Là, il avait fait la contrebande des armes de guerre, recevant de Gibraltar des fusils anglais, les cachant dans la maison qu’il habitait avec sa femme et son fils, le petit Salem, et les livrant aux Maures pendant la nuit.

Cette branche de commerce était plus prospère encore que les précédentes : car, en bons voisins des Espagnols et suivant en cela leurs plus chères traditions, les Anglais lui donnaient pour rien les armes et les cartouches, et le payaient grassement pour les faire parvenir aux rebelles.

Comme, d’autre part, il avait parmi ces derniers des parents de sa femme, il obtenait, par eux, un prix déterminé pour chaque arme livrée.

Tout le monde y trouvait son compte : les Anglais d’abord, qui jouaient un bon tour aux chevaleresques et naïfs hidalgos d’Espagne ; les Maures, en se procurant des fusils à très bon compte, et le père de notre héros, en accumulant les piastres sans se donner grand mal.

Les Espagnols seuls l’avaient trouvée mauvaise : leur étonnement avait été grand lorsqu’ils avaient découvert dans les membres de leurs blessés, au lieu des balles rondes arabes, des projectiles allongés provenant manifestement d’un Winchester ou d’un Martini de Liverpool.

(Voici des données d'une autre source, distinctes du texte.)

use std::collections::HashMap;
use std::sync::Arc;

use crate::bail;
use crate::error::{ErrorKind, TranslateResult};
use crate::translator::{MysqlTranslator, Translator};

/// Maps dialect names to translators.
///
/// The registry is built once at startup and only read afterwards, so it can be shared across
/// threads by reference or behind an [`Arc`].
#[derive(Debug, Default, Clone)]
pub struct TranslatorRegistry {
    translators: HashMap<String, Arc<dyn Translator>>,
}

impl TranslatorRegistry {
    /// Creates an empty [`TranslatorRegistry`].
    pub fn new() -> Self {
        Self::default()
    }

    /// Creates a [`TranslatorRegistry`] holding every built-in dialect.
    ///
    /// Built-in dialects are added with [`TranslatorRegistry::register`] and fail the same way
    /// on a duplicate name.
    pub fn with_default_dialects() -> TranslateResult<Self> {
        let mut registry = Self::new();
        registry.register(MysqlTranslator::DIALECT, Arc::new(MysqlTranslator))?;

        Ok(registry)
    }

    /// Registers `translator` under `name`.
    ///
    /// Registering a name twice is an error, the first translator stays registered.
    pub fn register(
        &mut self,
        name: impl Into<String>,
        translator: Arc<dyn Translator>,
    ) -> TranslateResult<()> {
        let name = name.into();
        if self.translators.contains_key(&name) {
            bail!(
                ErrorKind::InvalidState,
                "Translator already registered",
                format!("A translator is already registered for dialect `{name}`")
            );
        }

        self.translators.insert(name, translator);

        Ok(())
    }

    /// Returns the translator registered under `name`.
    pub fn lookup(&self, name: &str) -> TranslateResult<Arc<dyn Translator>> {
        match self.translators.get(name) {
            Some(translator) => Ok(translator.clone()),
            None => bail!(
                ErrorKind::UnknownDialect,
                "Translator not registered",
                format!(
                    "No translator is registered for dialect `{name}` (registered: {})",
                    self.dialects().join(", ")
                )
            ),
        }
    }

    /// Returns the registered dialect names in lexicographic order.
    pub fn dialects(&self) -> Vec<&str> {
        let mut names: Vec<_> = self.translators.keys().map(String::as_str).collect();
        names.sort_unstable();

        names
    }
}
use thiserror::Error;

/// Configuration validation errors.
#[derive(Debug, Error, PartialEq, Eq)]
pub enum ValidationError {
    /// A field holds a value outside of its accepted range.
    #[error("Invalid value for `{field}`: {constraint}")]
    InvalidFieldValue { field: String, constraint: String },
}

Le commerce a des hauts et des bas, et d’ailleurs Bou-Sliman, tel était le nom de l’habile marchand, risquait gros en se livrant à ce genre d’opération ;

Un beau matin, sa cachette avait été découverte : on avait saisi chez lui 400 fusils et 70.000 cartouches ; et comme les autorités espagnoles n’avaient pu décemment accepter, comme raison plausible, son goût très prononcé pour les collections d’armes, le maréchal Martinez Campos l’avait fait fusiller, sans autre forme de procès, en confisquant tous ses biens.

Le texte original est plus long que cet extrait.